Activity
A verbatim copy of the whole listing is what is needed.

Records supplied
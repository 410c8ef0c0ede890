//! Generating direct mappings by composing a path.
//!
//! Where the network connects two notations only through intermediate
//! hops, a direct mapping can be generated: every unit of the first
//! hop's input inventory is converted through the whole chain and the
//! resulting pairs become literal rules. The generated mapping is an
//! ordinary edge that can be registered and serialized like any other.

use crate::error::Result;
use crate::mappings::{Mapping, MappingConfig, Rule, RuleOrdering};
use crate::network::{is_ipa, Network};

/// How `generate_mapping` picks its endpoints.
#[derive(Debug, Clone, Copy, PartialEq, Eq, Default)]
pub enum GenerateMode {
    /// Compose the path from `in_lang` to `out_lang` as given.
    #[default]
    Direct,
    /// Compose the IPA side: from `in_lang`'s IPA notation to
    /// `out_lang`'s, following the `-ipa` suffix convention.
    Ipa,
}

/// Suffix a notation with `-ipa` unless it already follows the
/// convention.
fn ipa_form(lang: &str) -> String {
    if is_ipa(lang) {
        lang.to_string()
    } else {
        format!("{lang}-ipa")
    }
}

/// Generate a direct mapping from `in_lang` to `out_lang` by composing
/// the mappings along the shortest path between them.
///
/// The generated rules pair each unit of the first hop's expanded
/// input inventory with its converted form, longest first, with
/// duplicates and identity-producing units dropped.
pub fn generate_mapping(
    network: &Network,
    in_lang: &str,
    out_lang: &str,
    mode: GenerateMode,
) -> Result<Mapping> {
    let (in_lang, out_lang) = match mode {
        GenerateMode::Direct => (in_lang.to_string(), out_lang.to_string()),
        GenerateMode::Ipa => (ipa_form(in_lang), ipa_form(out_lang)),
    };

    let hops = network.find_path(&in_lang, &out_lang)?;
    let transducer = crate::transducer::CompositeTransducer::new(hops.iter().copied());

    let mut units: Vec<String> = hops
        .first()
        .map(|m| {
            m.input_inventory()
                .into_iter()
                .flat_map(split_units)
                .collect()
        })
        .unwrap_or_default();
    units.sort();
    units.dedup();

    let mut rules: Vec<Rule> = units
        .into_iter()
        .filter_map(|unit| {
            let output = transducer.apply(&unit).output().to_string();
            if output == unit {
                return None;
            }
            Some(Rule::new(unit, output))
        })
        .collect();
    // Longest inputs first so digraphs survive the as-written order of
    // the generated file.
    rules.sort_by_key(|r| std::cmp::Reverse(r.rule_input.chars().count()));

    log::info!(
        "generated {} rules for {} to {}",
        rules.len(),
        in_lang,
        out_lang
    );

    let config = MappingConfig {
        in_lang: in_lang.clone(),
        out_lang: out_lang.clone(),
        display_name: Some(format!("{in_lang} to {out_lang} (generated)")),
        rule_ordering: RuleOrdering::ApplyLongestFirst,
        ..MappingConfig::default()
    };
    Mapping::new(config, rules, Vec::new(), Default::default())
}

/// Split an expanded rule input into literal units, the same shapes
/// the tokenizer uses.
fn split_units(input: &str) -> Vec<String> {
    let stripped = input.replace("(?:", "").replace(['(', ')'], "");
    stripped
        .split('|')
        .filter(|u| !u.is_empty())
        .map(String::from)
        .collect()
}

Worked solution
repository 410c8ef0c0ede890
//! Generating direct mappings by composing a path.
//!
//! Where the network connects two notations only through intermediate
//! hops, a direct mapping can be generated: every unit of the first
//! hop's input inventory is converted through the whole chain and the
//! resulting pairs become literal rules. The generated mapping is an
//! ordinary edge that can be registered and serialized like any other.

use crate::error::Result;
use crate::mappings::{Mapping, MappingConfig, Rule, RuleOrdering};
use crate::network::{is_ipa, Network};

/// How `generate_mapping` picks its endpoints.
#[derive(Debug, Clone, Copy, PartialEq, Eq, Default)]
pub enum GenerateMode {
    /// Compose the path from `in_lang` to `out_lang` as given.
    #[default]
    Direct,
    /// Compose the IPA side: from `in_lang`'s IPA notation to
    /// `out_lang`'s, following the `-ipa` suffix convention.
    Ipa,
}

/// Suffix a notation with `-ipa` unless it already follows the
/// convention.
fn ipa_form(lang: &str) -> String {
    if is_ipa(lang) {
        lang.to_string()
    } else {
        format!("{lang}-ipa")
    }
}

/// Generate a direct mapping from `in_lang` to `out_lang` by composing
/// the mappings along the shortest path between them.
///
/// The generated rules pair each unit of the first hop's expanded
/// input inventory with its converted form, longest first, with
/// duplicates and identity-producing units dropped.
pub fn generate_mapping(
    network: &Network,
    in_lang: &str,
    out_lang: &str,
    mode: GenerateMode,
) -> Result<Mapping> {
    let (in_lang, out_lang) = match mode {
        GenerateMode::Direct => (in_lang.to_string(), out_lang.to_string()),
        GenerateMode::Ipa => (ipa_form(in_lang), ipa_form(out_lang)),
    };

    let hops = network.find_path(&in_lang, &out_lang)?;
    let transducer = crate::transducer::CompositeTransducer::new(hops.iter().copied());

    let mut units: Vec<String> = hops
        .first()
        .map(|m| {
            m.input_inventory()
                .into_iter()
                .flat_map(split_units)
                .collect()
        })
        .unwrap_or_default();
    units.sort();
    units.dedup();

    let mut rules: Vec<Rule> = units
        .into_iter()
        .filter_map(|unit| {
            let output = transducer.apply(&unit).output().to_string();
            if output == unit {
                return None;
            }
            Some(Rule::new(unit, output))
        })
        .collect();
    // Longest inputs first so digraphs survive the as-written order of
    // the generated file.
    rules.sort_by_key(|r| std::cmp::Reverse(r.rule_input.chars().count()));

    log::info!(
        "generated {} rules for {} to {}",
        rules.len(),
        in_lang,
        out_lang
    );

    let config = MappingConfig {
        in_lang: in_lang.clone(),
        out_lang: out_lang.clone(),
        display_name: Some(format!("{in_lang} to {out_lang} (generated)")),
        rule_ordering: RuleOrdering::ApplyLongestFirst,
        ..MappingConfig::default()
    };
    Mapping::new(config, rules, Vec::new(), Default::default())
}

/// Split an expanded rule input into literal units, the same shapes
/// the tokenizer uses.
fn split_units(input: &str) -> Vec<String> {
    let stripped = input.replace("(?:", "").replace(['(', ')'], "");
    stripped
        .split('|')
        .filter(|u| !u.is_empty())
        .map(String::from)
        .collect()
}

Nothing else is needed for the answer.